And a concomitant of the true doctrine of the priesthood is that system of confession which is the nerve and sinew of religion in Catholic countries. The English prayer-book says of every individual priest, "whose sins thou dost forgive, they are forgiven; and whose sins thou dost retain, they are retained." Here is the whole Catholic doctrine stated. Now this the Roman Church not only says, but acts upon. And its strength lies, accordingly, not in anything that meets the eye, gorgeous cope, or chasuble, or procession, or majestic ceremonies symbolising awful doctrines; not in anything that meets the ear, whether chanted psalm, or litany, or sermon touching the feelings, or subduing the understanding; though all these it has, its strength lies deeper in the hidden tribunal of conscience. The good Christian is not he who attends mass or sermon, but he who keeps his conscience clean from the attacks of sin, who, overtaken in a fault, has straightway indignation upon himself, and submits himself to the discipline which Christ has appointed for restoring him. The efficacy of the pastor must entirely depend on the knowledge of his people's state, and his power to correct their sins, and to guide them in their penitence. How he can possibly have this knowledge, or power, or guide them at all without special confession, I see not: nor how he can ever exercise the power conveyed to him at his ordination, and lodged by Christ in His Church for ever. This is the true bond between the pastor and his flock: the true maintainer of discipline, and instrument of restoration. Accordingly, in Catholic countries, we see the priest truly respected, cherished, and obeyed by his flock, however much he may earn the dislike and suspicion of the worldly and unconverted: in Protestant countries we see the pastoral office a nonentity; the shepherd of his flock is virtually a preacher of sermons. He knows the plague is ravaging them, but they will not bear the touch of his hand: he must see them perish one by one, but they will not let him help them: when mortification has begun, then he is called in to witness a hopeless dissolution, or to speak peace, peace, where there is no peace.
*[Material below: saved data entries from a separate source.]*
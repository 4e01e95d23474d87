//! Named events with ordered subscriber lists.

use crate::error::{PlotError, Result};
use indexmap::IndexMap;
use parking_lot::Mutex;
use serde_json::Value;
use std::sync::atomic::{AtomicU64, Ordering};
use std::sync::Arc;
use tracing::trace;

/// What a handler receives. Bubbled events reach the parent with the same context.
#[derive(Clone, Debug, PartialEq)]
pub struct EventContext {
    pub source_id: String,
    pub target: String,
    pub data: Value,
}

pub type EventHandler = Arc<dyn Fn(&EventContext) + Send + Sync>;

#[derive(Clone, Copy, Debug, PartialEq, Eq, Hash)]
pub struct ListenerId(u64);

/// Data plus the bubble flag. `emit(name, true)` bubbles with no data,
/// `emit(name, json!(..))` sends data locally, `emit(name, (data, true))` does both.
#[derive(Clone, Debug, Default, PartialEq)]
pub struct EventPayload {
    pub data: Value,
    pub bubble: bool,
}

impl From<bool> for EventPayload {
    fn from(bubble: bool) -> Self {
        Self {
            data: Value::Null,
            bubble,
        }
    }
}

impl From<Value> for EventPayload {
    fn from(data: Value) -> Self {
        Self { data, bubble: false }
    }
}

impl From<(Value, bool)> for EventPayload {
    fn from((data, bubble): (Value, bool)) -> Self {
        Self { data, bubble }
    }
}

impl From<()> for EventPayload {
    fn from(_: ()) -> Self {
        Self::default()
    }
}

static NEXT_LISTENER: AtomicU64 = AtomicU64::new(1);

#[derive(Default)]
struct Listeners {
    by_event: IndexMap<String, Vec<(ListenerId, EventHandler)>>,
}

/// Subscription lists for one component. Clones share the same lists.
#[derive(Clone)]
pub struct EventHub {
    source_id: String,
    listeners: Arc<Mutex<Listeners>>,
    parent: Option<Box<EventHub>>,
}

impl EventHub {
    pub fn new(source_id: impl Into<String>) -> Self {
        Self {
            source_id: source_id.into(),
            listeners: Arc::new(Mutex::new(Listeners::default())),
            parent: None,
        }
    }

    /// A hub whose bubbled events are forwarded to `parent`.
    pub fn child(source_id: impl Into<String>, parent: &EventHub) -> Self {
        Self {
            parent: Some(Box::new(parent.clone())),
            ..Self::new(source_id)
        }
    }

    pub fn source_id(&self) -> &str {
        &self.source_id
    }

    pub fn on<F>(&self, event: &str, handler: F) -> Result<ListenerId>
    where
        F: Fn(&EventContext) + Send + Sync + 'static,
    {
        if event.is_empty() {
            return Err(PlotError::InvalidEventName(event.to_string()));
        }
        let id = ListenerId(NEXT_LISTENER.fetch_add(1, Ordering::Relaxed));
        self.listeners
            .lock()
            .by_event
            .entry(event.to_string())
            .or_default()
            .push((id, Arc::new(handler)));
        Ok(id)
    }

    /// Removes one listener, or every listener for the event when `id` is `None`.
    pub fn off(&self, event: &str, id: Option<ListenerId>) -> Result<()> {
        let mut listeners = self.listeners.lock();
        let Some(list) = listeners.by_event.get_mut(event) else {
            return Err(PlotError::UnknownEvent(event.to_string()));
        };
        match id {
            None => list.clear(),
            Some(id) => {
                let idx = list
                    .iter()
                    .position(|(existing, _)| *existing == id)
                    .ok_or(PlotError::ListenerNotRegistered)?;
                list.remove(idx);
            }
        }
        Ok(())
    }

    pub fn listener_count(&self, event: &str) -> usize {
        self.listeners
            .lock()
            .by_event
            .get(event)
            .map_or(0, Vec::len)
    }

    fn dispatch(&self, event: &str, context: &EventContext) {
        // Snapshot so handlers may subscribe or emit without deadlocking.
        let handlers: Vec<EventHandler> = self
            .listeners
            .lock()
            .by_event
            .get(event)
            .map(|list| list.iter().map(|(_, h)| h.clone()).collect())
            .unwrap_or_default();
        for handler in handlers {
            handler(context);
        }
    }

    pub fn emit(&self, event: &str, payload: impl Into<EventPayload>) -> Result<()> {
        if event.is_empty() {
            return Err(PlotError::InvalidEventName(event.to_string()));
        }
        let payload = payload.into();
        let context = EventContext {
            source_id: self.source_id.clone(),
            target: self.source_id.clone(),
            data: payload.data,
        };
        trace!(event, source = %context.source_id, bubble = payload.bubble, "emit");
        self.dispatch(event, &context);
        if payload.bubble {
            if let Some(parent) = &self.parent {
                parent.dispatch(event, &context);
            }
        }
        Ok(())
    }
}

#[cfg(test)]
mod tests {
    use super::*;
    use serde_json::json;

    #[test]
    fn test_off_unknown_listener() {
        let hub = EventHub::new("plot");
        let id = hub.on("element_clicked", |_| {}).unwrap();
        hub.off("element_clicked", Some(id)).unwrap();
        assert!(matches!(
            hub.off("element_clicked", Some(id)),
            Err(PlotError::ListenerNotRegistered)
        ));
        assert!(matches!(hub.off("nope", None), Err(PlotError::UnknownEvent(_))));
    }

    #[test]
    fn test_handlers_can_emit_reentrantly() {
        let hub = EventHub::new("plot");
        let inner = hub.clone();
        hub.on("outer", move |_| {
            let _ = inner.emit("inner", json!(1));
        })
        .unwrap();
        let seen = Arc::new(Mutex::new(0));
        let counter = seen.clone();
        hub.on("inner", move |_| *counter.lock() += 1).unwrap();
        hub.emit("outer", ()).unwrap();
        assert_eq!(*seen.lock(), 1);
    }
}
The dogma of the Incarnation and the Real Presence has again the closest affinity with that of the Priesthood. Christ is present in His Church, for the Priest in the tribunal of penitence is as God Himself. How vain, how worse than blasphemous, would be the attempt to absolve from sin,—surely the maddest infringement of Divine Power which mortal ever imagined,—had not He, the partner of our flesh and blood, said, "Receive ye the Holy Ghost: whosesoever sins ye remit, they are remitted unto them, and whosesoever sins ye retain, they are retained;" and "Lo, I am with you always, even unto the end of the world." No blasphemy can approach the Church's blasphemy, if it be not God's truth; and if it be, so deeply touching the secret springs of discipline, in what state is a branch of the Church of Christ, which utterly neglects this truth in practice, and allows it with impunity to be denied, and derided, and calumniated? Whose children from their infancy have scarcely ever heard it? Whose full-grown men turn from it in all the hardness of rebellious manhood? And if it be what it is, either a Divine Power, or a diabolic deceit, can that be at once the Gospel, which has it and which has it not?